Data excerpts
◆ ◆ ◆ ◆ ◆ ◆ ◆
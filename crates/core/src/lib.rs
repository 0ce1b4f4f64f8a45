//! Composable bottleneck adapters for candle transformer backbones.
//!
//! A frozen encoder hosts many small, independently trainable adapter
//! modules. A declarative composition tree of sequential stacking, parallel
//! attention fusion, and positional splitting decides per forward pass
//! how the hosted adapters transform each block's hidden state.

pub mod adapter;
pub mod block;
pub mod composition;
pub mod config;
pub mod error;
pub mod fusion;
pub mod heads;
pub mod layer;
pub mod logging;
pub mod model;

#[cfg(any(test, feature = "test-utils"))]
pub mod testing;

pub use adapter::Adapter;
pub use block::EncoderLayer;
pub use composition::Composition;
pub use config::{AdapterConfig, AdapterConfigs, AdapterLocation, FusionConfig, ModelConfig};
pub use error::ComposeError;
pub use fusion::AdapterFusion;
pub use heads::{EncoderModelWithHeads, HeadError, PredictionHead};
pub use layer::{AdapterLayer, PreParams};
pub use model::EncoderModel;
impl AdapterLayer {
    /// Create an empty site. `vb` is the site's own variable scope; the
    /// block's layer norm lives under `layer_norm`, adapters under
    /// `adapters.<name>`, fusion modules under `adapter_fusion.<group>`.
    pub fn new(
        hidden_size: usize,
        layer_norm_eps: f64,
        location: AdapterLocation,
        vb: VarBuilder,
    ) -> Result<Self> {
        let layer_norm = layer_norm(hidden_size, layer_norm_eps, vb.pp("layer_norm"))?;
        Ok(Self {
            location,
            layer_norm,
            hidden_size,
            layer_norm_eps,
            adapters: HashMap::new(),
            fusion_layers: HashMap::new(),
        })
    }

    pub fn location(&self) -> AdapterLocation {
        self.location
    }

    pub fn layer_norm(&self) -> &LayerNorm {
        &self.layer_norm
    }

    /// Whether this site hosts the named adapter.
    pub fn has_adapter(&self, name: &str) -> bool {
        self.adapters.contains_key(name)
    }

    pub fn has_fusion_layer(&self, group: &str) -> bool {
        self.fusion_layers.contains_key(group)
    }

    pub fn adapter_names(&self) -> Vec<&str> {
        self.adapters.keys().map(|s| s.as_str()).collect()
    }

    pub(crate) fn fusion_modules(&self) -> impl Iterator<Item = &AdapterFusion> {
        self.fusion_layers.values()
    }

    /// Create an adapter module for `name` if its configuration places an
    /// adapter at this site; otherwise a no-op.
    pub fn add_adapter(
        &mut self,
        name: &str,
        configs: &AdapterConfigs,
        vb: VarBuilder,
    ) -> std::result::Result<(), ComposeError> {
        let Some(config) = configs.get(name) else {
            return Ok(());
        };
        if !config.placed_at(self.location) {
            return Ok(());
        }
        let adapter = Adapter::new(
            self.hidden_size,
            config,
            self.layer_norm_eps,
            vb.pp("adapters").pp(name),
        )?;
        self.adapters.insert(name.to_string(), adapter);
        Ok(())
    }

    /// Create a fusion module for the group if every named adapter agrees
    /// it is placed at this site; otherwise a no-op.
    pub fn add_fusion_layer(
        &mut self,
        names: &[String],
        configs: &AdapterConfigs,
        vb: VarBuilder,
    ) -> std::result::Result<(), ComposeError> {
        if configs.common_location_value(names, self.location) != Some(true) {
            return Ok(());
        }
        let fusion_config = configs.fusion().ok_or(ComposeError::MissingFusionConfig)?;
        let group = names.join(",");
        let fusion = AdapterFusion::new(
            self.hidden_size,
            fusion_config,
            vb.pp("adapter_fusion").pp(&group),
        )?;
        self.fusion_layers.insert(group, fusion);
        Ok(())
    }

    /// Resolve the adapter input, fusion query, and residual for one
    /// adapter configuration.
    ///
    /// The capture order is load-bearing: when `residual_before_ln` and
    /// `original_ln_before` are both set, the residual is the hidden state
    /// strictly before the layer norm while the adapter input is the
    /// normalized value.
    pub fn preparams(
        &self,
        config: &AdapterConfig,
        hidden_states: &Tensor,
        input_tensor: &Tensor,
        fusion_config: Option<&FusionConfig>,
    ) -> Result<PreParams> {
        let mut query = None;

        let residual_before = config
            .residual_before_ln
            .then(|| hidden_states.clone());

        if let Some(fusion) = fusion_config {
            if fusion.query_before_ln {
                query = Some(hidden_states.clone());
            }
        }

        let hidden_states = if config.original_ln_before {
            self.layer_norm
                .forward(&(hidden_states + input_tensor)?)?
        } else {
            hidden_states.clone()
        };

        let residual = match residual_before {
            Some(residual) => residual,
            None => hidden_states.clone(),
        };

        if let Some(fusion) = fusion_config {
            if !fusion.query_before_ln {
                query = Some(hidden_states.clone());
            }
        }

        Ok(PreParams {
            hidden_states,
            query,
            residual,
        })
    }

    /// Sequentially apply a stack's children. Returns the final hidden
    /// state and the up-projection of the last entry that ran.
    fn compose_stack(
        &self,
        children: &[Composition],
        hidden_states: &Tensor,
        input_tensor: &Tensor,
        level: usize,
        configs: &AdapterConfigs,
    ) -> std::result::Result<(Tensor, Option<Tensor>), ComposeError> {
        let mut hidden_states = hidden_states.clone();
        let mut up = None;

        for child in children {
            if child.is_composite() && level >= 1 {
                return Err(ComposeError::TooDeep {
                    kind: child.kind(),
                    level,
                });
            }
            match child {
                Composition::Fuse { name, children } => {
                    hidden_states =
                        self.compose_fuse(name, children, &hidden_states, input_tensor, level, configs)?;
                    up = Some(hidden_states.clone());
                }
                Composition::Split {
                    children,
                    split_index,
                } => {
                    hidden_states = self.compose_split(
                        children,
                        *split_index,
                        &hidden_states,
                        input_tensor,
                        level,
                        configs,
                    )?;
                    up = Some(hidden_states.clone());
                }
                Composition::Leaf(name) => {
                    // adapters absent from this block pass through
                    if let Some(adapter) = self.adapters.get(name) {
                        let config = configs
                            .get(name)
                            .ok_or_else(|| ComposeError::MissingAdapterConfig(name.clone()))?;
                        let pre = self.preparams(
                            config,
                            &hidden_states,
                            input_tensor,
                            configs.fusion(),
                        )?;
                        let (output, adapter_up) =
                            adapter.forward(&pre.hidden_states, &pre.residual)?;
                        hidden_states = output;
                        up = Some(adapter_up);
                    }
                }
                Composition::Stack(_) => {
                    return Err(ComposeError::InvalidNesting {
                        child: "Stack",
                        parent: "Stack",
                    });
                }
            }
        }
        Ok((hidden_states, up))
    }

    /// Run all fusion children on the same input and combine their
    /// up-projections through the group's fusion module. The last child's
    /// adapter configuration governs residual and layer-norm placement.
    fn compose_fuse(
        &self,
        group: &str,
        children: &[Composition],
        hidden_states: &Tensor,
        input_tensor: &Tensor,
        level: usize,
        configs: &AdapterConfigs,
    ) -> std::result::Result<Tensor, ComposeError> {
        let last = children
            .iter()
            .rev()
            .find_map(|c| c.last_adapter())
            .ok_or_else(|| ComposeError::UnknownFusionGroup(group.to_string()))?;
        let config = configs
            .get(last)
            .ok_or_else(|| ComposeError::MissingAdapterConfig(last.to_string()))?;
        let pre = self.preparams(config, hidden_states, input_tensor, configs.fusion())?;

        let mut up_list = Vec::with_capacity(children.len());
        for child in children {
            match child {
                Composition::Stack(grandchildren) => {
                    let (_, up) = self.compose_stack(
                        grandchildren,
                        &pre.hidden_states,
                        input_tensor,
                        level + 1,
                        configs,
                    )?;
                    if let Some(up) = up {
                        up_list.push(up);
                    }
                }
                Composition::Leaf(name) => {
                    if let Some(adapter) = self.adapters.get(name) {
                        let (_, up) = adapter.forward(&pre.hidden_states, &pre.residual)?;
                        up_list.push(up);
                    }
                }
                other => {
                    return Err(ComposeError::InvalidNesting {
                        child: other.kind(),
                        parent: "Fuse",
                    });
                }
            }
        }

        // no fused adapter is hosted here: nothing to attend over
        if up_list.is_empty() {
            return Ok(pre.hidden_states);
        }

        // [b, s, h] each -> [b, s, n, h] with the adapter axis between
        // batch and feature axes
        let stacked = Tensor::stack(&up_list, 2)?;
        let fusion = self
            .fusion_layers
            .get(group)
            .ok_or_else(|| ComposeError::UnknownFusionGroup(group.to_string()))?;
        let query = pre.query.ok_or(ComposeError::MissingFusionConfig)?;
        let fused = fusion.forward(&query, &stacked, &stacked, &pre.residual)?;
        Ok(fused)
    }

    /// Partition the sequence dimension at `split_index` and run each
    /// child on its own segment. The first child's adapter configuration
    /// governs residual and layer-norm placement.
    fn compose_split(
        &self,
        children: &[Composition; 2],
        split_index: usize,
        hidden_states: &Tensor,
        input_tensor: &Tensor,
        level: usize,
        configs: &AdapterConfigs,
    ) -> std::result::Result<Tensor, ComposeError> {
        let first = children[0]
            .first_adapter()
            .or_else(|| children[1].first_adapter())
            .ok_or_else(|| {
                ComposeError::UnknownComposition("split names no adapters".to_string())
            })?;
        let config = configs
            .get(first)
            .ok_or_else(|| ComposeError::MissingAdapterConfig(first.to_string()))?;
        let pre = self.preparams(config, hidden_states, input_tensor, configs.fusion())?;

        let seq_len = pre.hidden_states.dim(1)?;
        if split_index == 0 || split_index >= seq_len {
            return Err(ComposeError::SplitOutOfRange {
                split_index,
                seq_len,
            });
        }

        let segments = |t: &Tensor| -> Result<[Tensor; 2]> {
            Ok([
                t.narrow(1, 0, split_index)?,
                t.narrow(1, split_index, seq_len - split_index)?,
            ])
        };
        let hidden_segments = segments(&pre.hidden_states)?;
        let input_segments = segments(input_tensor)?;
        let residual_segments = segments(&pre.residual)?;

        let mut outputs = Vec::with_capacity(2);
        for (i, child) in children.iter().enumerate() {
            let output = match child {
                Composition::Stack(grandchildren) => {
                    self.compose_stack(
                        grandchildren,
                        &hidden_segments[i],
                        &input_segments[i],
                        level + 1,
                        configs,
                    )?
                    .0
                }
                Composition::Leaf(name) => match self.adapters.get(name) {
                    Some(adapter) => {
                        adapter
                            .forward(&hidden_segments[i], &residual_segments[i])?
                            .0
                    }
                    None => hidden_segments[i].clone(),
                },
                other => {
                    return Err(ComposeError::InvalidNesting {
                        child: other.kind(),
                        parent: "Split",
                    });
                }
            };
            outputs.push(output);
        }

        let joined = Tensor::cat(&[&outputs[0], &outputs[1]], 1)?;
        Ok(joined)
    }

    /// Block entry point, called once per forward pass per site.
    ///
    /// When a composition is active and at least one of its flattened
    /// adapter names is hosted here, the tree is interpreted and the last
    /// adapter's configuration decides whether the block's residual +
    /// layer norm still runs afterwards. Otherwise this is exactly
    /// `LayerNorm(hidden_states + input_tensor)`.
    pub fn adapters_forward(
        &self,
        hidden_states: &Tensor,
        input_tensor: &Tensor,
        active: Option<&Composition>,
        configs: &AdapterConfigs,
    ) -> std::result::Result<Tensor, ComposeError> {
        if let Some(setup) = active {
            let hosts_any = setup
                .flatten()
                .iter()
                .any(|name| self.adapters.contains_key(*name));
            if hosts_any {
                debug!(setup = setup.kind(), "interpreting active composition");
                let mut hidden = match setup {
                    Composition::Stack(children) => {
                        self.compose_stack(children, hidden_states, input_tensor, 0, configs)?
                            .0
                    }
                    Composition::Fuse { name, children } => {
                        self.compose_fuse(name, children, hidden_states, input_tensor, 0, configs)?
                    }
                    Composition::Split {
                        children,
                        split_index,
                    } => self.compose_split(
                        children,
                        *split_index,
                        hidden_states,
                        input_tensor,
                        0,
                        configs,
                    )?,
                    // a bare adapter name is a one-element stack
                    Composition::Leaf(_) => {
                        self.compose_stack(
                            std::slice::from_ref(setup),
                            hidden_states,
                            input_tensor,
                            0,
                            configs,
                        )?
                        .0
                    }
                };

                if let Some(last) = setup.last_adapter() {
                    let last_config = configs
                        .get(last)
                        .ok_or_else(|| ComposeError::MissingAdapterConfig(last.to_string()))?;
                    if last_config.original_ln_after {
                        hidden = self.layer_norm.forward(&(hidden + input_tensor)?)?;
                    }
                }
                return Ok(hidden);
            }
        }

        let output = self.layer_norm.forward(&(hidden_states + input_tensor)?)?;
        Ok(output)
    }
}
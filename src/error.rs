/// Problems that were recovered from while reading a document.
///
/// Parsing carries on after recording one of these; unreadable fields are
/// not reported here at all, they just come out empty.
#[derive(Debug, Clone, PartialEq, Eq, thiserror::Error)]
pub enum ParseError {
    /// `X-WR-TIMEZONE` named a zone that could not be resolved. UTC was used
    /// instead.
    #[error("unknown timezone '{name}': {reason}")]
    UnknownTimezone { name: String, reason: String },
}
◆ ◆ ◆ ◆ ◆ ◆ ◆
TASK DIRECTIONS ▸
Each line in the entries above that includes the string "here" should be extracted.

TASK OUTPUT ▸
        // no fused adapter is hosted here: nothing to attend over
    /// adapter names is hosted here, the tree is interpreted and the last
/// not reported here at all, they just come out empty.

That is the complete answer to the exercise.